Let’s start with the £26,000 cap on household benefits, and how the Government arrived at that figure. Iain Duncan Smith claims that this is the average household income in Britain, but this is extremely misleading, as the Guardian points out (the article as a whole is an informative Q&A piece on the consequences of welfare reform):

Critics say it is excessively draconian. The Children’s Society says the cap confusingly compares non-working household income with average household earnings. Were it to align the former (more fairly) with average household working income – which includes tax credits, and a range of benefits – the cap would be set at £31,500. This would mean thousands of poorer households would not be pitched into poverty by the cap.

What the Conservatives have successfully bludgeoned out of people’s minds is that housing benefit is not actually income.
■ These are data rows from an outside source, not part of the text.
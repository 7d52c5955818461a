use ratatui::{
    Frame,
    layout::Rect,
    style::{Modifier, Style},
    text::{Line, Span},
    widgets::{Block, Borders, Paragraph},
};

use super::super::field::{FieldLayout, FieldView, field_height};
use super::super::view::{GalleryItem, PageContext};

const FIELD_MAX_WIDTH: u16 = 60;
const INDENT: u16 = 2;

pub fn render_gallery(
    frame: &mut Frame<'_>,
    area: Rect,
    ctx: &PageContext<'_>,
) -> Vec<(usize, FieldLayout)> {
    let theme = ctx.theme;
    let block = Block::default()
        .title(format!("{} ({})", ctx.title, ctx.items.len()))
        .borders(Borders::ALL)
        .border_style(Style::default().fg(theme.border))
        .style(theme.page());
    let inner = block.inner(area);
    frame.render_widget(block, area);

    if ctx.items.is_empty() {
        let placeholder =
            Paragraph::new("No stories to show").style(Style::default().fg(theme.muted));
        frame.render_widget(placeholder, inner);
        return Vec::new();
    }

    let field_width = field_width(inner.width);
    let mut layouts = Vec::new();
    let mut y = inner.y;
    for (index, item) in ctx.items.iter().enumerate().skip(ctx.scroll) {
        let height = item_height(item, field_width);
        if y >= inner.bottom()
            || (y.saturating_add(height) > inner.bottom() && index != ctx.scroll)
        {
            break;
        }
        let focused = index == ctx.focused;
        let marker = if focused { "» " } else { "  " };
        let title_style = if focused {
            Style::default()
                .fg(theme.accent)
                .add_modifier(Modifier::BOLD)
        } else {
            Style::default().fg(theme.text).add_modifier(Modifier::BOLD)
        };
        frame.render_widget(
            Paragraph::new(Line::from(vec![
                Span::styled(marker, title_style),
                Span::styled(item.title, title_style),
            ])),
            Rect::new(inner.x, y, inner.width, 1),
        );
        y += 1;

        if let Some(description) = item.description
            && y < inner.bottom()
        {
            frame.render_widget(
                Paragraph::new(description).style(Style::default().fg(theme.muted)),
                Rect::new(inner.x + INDENT, y, inner.width.saturating_sub(INDENT), 1),
            );
            y += 1;
        }

        let view = FieldView::new(&item.tree, theme)
            .focused(focused)
            .tick(ctx.tick);
        let field_height = view.height(field_width);
        let field_area = Rect::new(
            inner.x + INDENT,
            y,
            field_width,
            field_height.min(inner.bottom().saturating_sub(y)),
        );
        let layout = view.layout(field_area);
        if focused && let Some(cursor) = view.cursor(field_area) {
            frame.set_cursor_position(cursor);
        }
        frame.render_widget(view, field_area);
        layouts.push((index, layout));
        y = y.saturating_add(field_height + 1);
    }
    layouts
}

pub fn field_width(inner_width: u16) -> u16 {
    inner_width.saturating_sub(INDENT).min(FIELD_MAX_WIDTH)
}

/// Rows one gallery entry needs: title, description, field, spacer.
pub fn item_height(item: &GalleryItem<'_>, field_width: u16) -> u16 {
    let field = field_height(&item.tree, field_width);
    1 + u16::from(item.description.is_some()) + field + 1
}

/// Scroll offset that keeps `focused` inside a window of `height` rows.
pub fn adjust_scroll(heights: &[u16], focused: usize, scroll: usize, height: u16) -> usize {
    if heights.is_empty() {
        return 0;
    }
    let focused = focused.min(heights.len() - 1);
    let mut scroll = scroll.min(focused);
    while scroll < focused {
        let used: u32 = heights[scroll..=focused].iter().map(|h| u32::from(*h)).sum();
        if used <= u32::from(height) {
            break;
        }
        scroll += 1;
    }
    scroll
}
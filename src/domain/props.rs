use std::fmt;

use indexmap::IndexMap;
use serde::Deserialize;
use serde_json::Value;

/// Background/border treatment of the control.
#[derive(Debug, Clone, Copy, PartialEq, Eq, Default, Deserialize)]
#[serde(from = "String")]
pub enum Variant {
    Filled,
    #[default]
    Outlined,
    Ghost,
}

impl Variant {
    pub fn parse(raw: &str) -> Result<Self, UnknownOption> {
        match raw.trim().to_ascii_lowercase().as_str() {
            "filled" => Ok(Variant::Filled),
            "outlined" => Ok(Variant::Outlined),
            "ghost" => Ok(Variant::Ghost),
            _ => Err(UnknownOption::new("variant", raw)),
        }
    }

    pub fn as_str(&self) -> &'static str {
        match self {
            Variant::Filled => "filled",
            Variant::Outlined => "outlined",
            Variant::Ghost => "ghost",
        }
    }
}

impl From<String> for Variant {
    fn from(raw: String) -> Self {
        Variant::parse(&raw).unwrap_or_else(|err| {
            tracing::warn!(%err, "falling back to default variant");
            Variant::default()
        })
    }
}

/// Padding, font weight and icon spacing of the control.
#[derive(Debug, Clone, Copy, PartialEq, Eq, Default, Deserialize)]
#[serde(from = "String")]
pub enum Size {
    Sm,
    #[default]
    Md,
    Lg,
}

impl Size {
    pub fn parse(raw: &str) -> Result<Self, UnknownOption> {
        match raw.trim().to_ascii_lowercase().as_str() {
            "sm" | "small" => Ok(Size::Sm),
            "md" | "medium" => Ok(Size::Md),
            "lg" | "large" => Ok(Size::Lg),
            _ => Err(UnknownOption::new("size", raw)),
        }
    }

    pub fn as_str(&self) -> &'static str {
        match self {
            Size::Sm => "sm",
            Size::Md => "md",
            Size::Lg => "lg",
        }
    }
}

impl From<String> for Size {
    fn from(raw: String) -> Self {
        Size::parse(&raw).unwrap_or_else(|err| {
            tracing::warn!(%err, "falling back to default size");
            Size::default()
        })
    }
}

/// The `type` attribute of the underlying control.
#[derive(Debug, Clone, PartialEq, Eq, Default, Deserialize)]
#[serde(from = "String")]
pub enum InputType {
    #[default]
    Text,
    Password,
    Email,
    Number,
    Search,
    Tel,
    Url,
    Other(String),
}

impl InputType {
    pub fn as_str(&self) -> &str {
        match self {
            InputType::Text => "text",
            InputType::Password => "password",
            InputType::Email => "email",
            InputType::Number => "number",
            InputType::Search => "search",
            InputType::Tel => "tel",
            InputType::Url => "url",
            InputType::Other(raw) => raw.as_str(),
        }
    }

    pub fn is_password(&self) -> bool {
        matches!(self, InputType::Password)
    }
}

impl From<String> for InputType {
    fn from(raw: String) -> Self {
        InputType::from(raw.as_str())
    }
}

impl From<&str> for InputType {
    fn from(raw: &str) -> Self {
        let trimmed = raw.trim();
        match trimmed.to_ascii_lowercase().as_str() {
            "" | "text" => InputType::Text,
            "password" => InputType::Password,
            "email" => InputType::Email,
            "number" => InputType::Number,
            "search" => InputType::Search,
            "tel" => InputType::Tel,
            "url" => InputType::Url,
            _ => InputType::Other(trimmed.to_string()),
        }
    }
}

impl fmt::Display for InputType {
    fn fmt(&self, f: &mut fmt::Formatter<'_>) -> fmt::Result {
        f.write_str(self.as_str())
    }
}

/// An option string that names no known variant or size.
#[derive(Debug, Clone, PartialEq, Eq)]
pub struct UnknownOption {
    pub option: &'static str,
    pub value: String,
}

impl UnknownOption {
    fn new(option: &'static str, value: &str) -> Self {
        Self {
            option,
            value: value.to_string(),
        }
    }
}

impl fmt::Display for UnknownOption {
    fn fmt(&self, f: &mut fmt::Formatter<'_>) -> fmt::Result {
        write!(f, "unsupported {} '{}'", self.option, self.value)
    }
}

impl std::error::Error for UnknownOption {}

/// Caller-supplied configuration of an input field.
///
/// Deserializes from camelCase keys so story catalogs can declare fields
/// directly. Keys without a dedicated field land in [`FieldProps::attrs`] and
/// are passed through to the control node untouched.
#[derive(Debug, Clone, Default, PartialEq, Deserialize)]
#[serde(default, rename_all = "camelCase")]
pub struct FieldProps {
    pub id: Option<String>,
    pub name: Option<String>,
    pub label: Option<String>,
    pub helper_text: Option<String>,
    pub error_message: Option<String>,
    pub invalid: bool,
    pub variant: Variant,
    pub size: Size,
    pub clearable: bool,
    pub show_password_toggle: bool,
    pub loading: bool,
    pub disabled: bool,
    pub required: bool,
    #[serde(rename = "type")]
    pub input_type: InputType,
    pub value: Option<String>,
    pub default_value: Option<String>,
    pub placeholder: Option<String>,
    pub max_length: Option<usize>,
    #[serde(flatten)]
    pub attrs: IndexMap<String, Value>,
}

impl FieldProps {
    pub fn new() -> Self {
        Self::default()
    }

    pub fn with_id(mut self, id: impl Into<String>) -> Self {
        self.id = Some(id.into());
        self
    }

    pub fn with_name(mut self, name: impl Into<String>) -> Self {
        self.name = Some(name.into());
        self
    }

    pub fn with_label(mut self, label: impl Into<String>) -> Self {
        self.label = Some(label.into());
        self
    }

    pub fn with_helper_text(mut self, text: impl Into<String>) -> Self {
        self.helper_text = Some(text.into());
        self
    }

    pub fn with_error_message(mut self, message: impl Into<String>) -> Self {
        self.error_message = Some(message.into());
        self
    }

    pub fn with_invalid(mut self, invalid: bool) -> Self {
        self.invalid = invalid;
        self
    }

    pub fn with_variant(mut self, variant: Variant) -> Self {
        self.variant = variant;
        self
    }

    pub fn with_size(mut self, size: Size) -> Self {
        self.size = size;
        self
    }

    pub fn with_clearable(mut self, clearable: bool) -> Self {
        self.clearable = clearable;
        self
    }

    pub fn with_password_toggle(mut self, show: bool) -> Self {
        self.show_password_toggle = show;
        self
    }

    pub fn with_loading(mut self, loading: bool) -> Self {
        self.loading = loading;
        self
    }

    pub fn with_disabled(mut self, disabled: bool) -> Self {
        self.disabled = disabled;
        self
    }

    pub fn with_required(mut self, required: bool) -> Self {
        self.required = required;
        self
    }

    pub fn with_type(mut self, input_type: impl Into<InputType>) -> Self {
        self.input_type = input_type.into();
        self
    }

    pub fn with_value(mut self, value: impl Into<String>) -> Self {
        self.value = Some(value.into());
        self
    }

    pub fn with_default_value(mut self, value: impl Into<String>) -> Self {
        self.default_value = Some(value.into());
        self
    }

    pub fn with_placeholder(mut self, placeholder: impl Into<String>) -> Self {
        self.placeholder = Some(placeholder.into());
        self
    }

    pub fn with_max_length(mut self, max_length: usize) -> Self {
        self.max_length = Some(max_length);
        self
    }

    pub fn with_attr(mut self, key: impl Into<String>, value: impl Into<Value>) -> Self {
        self.attrs.insert(key.into(), value.into());
        self
    }

    /// Value the field starts with: the controlled value wins over the default.
    pub fn initial_value(&self) -> String {
        self.value
            .clone()
            .or_else(|| self.default_value.clone())
            .unwrap_or_default()
    }

    pub(crate) fn error_text(&self) -> Option<&str> {
        self.error_message
            .as_deref()
            .filter(|message| !message.is_empty())
    }

    pub(crate) fn helper(&self) -> Option<&str> {
        self.helper_text.as_deref().filter(|text| !text.is_empty())
    }
}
It does not in fact go into the pockets of the people receiving it, but goes to pay the rent their private landlord is charging.  And as housing benefit makes up the bulk of the average household on welfare’s payments, the right wing’s justification for this horror of a bill, namely that people on welfare at the moment can earn more than people who work, is shown for the pack of lies it is. If you want to blame anyone for ‘excessive welfare spending’, as our dear Prime Minister David Cameron puts it, blame the landlords who jack up the rent to ridiculous levels. After the banking industry, the housing industry is probably the next most in need of regulation. But of course, the Government’s attitude to this is: if the rent is too damn high, move!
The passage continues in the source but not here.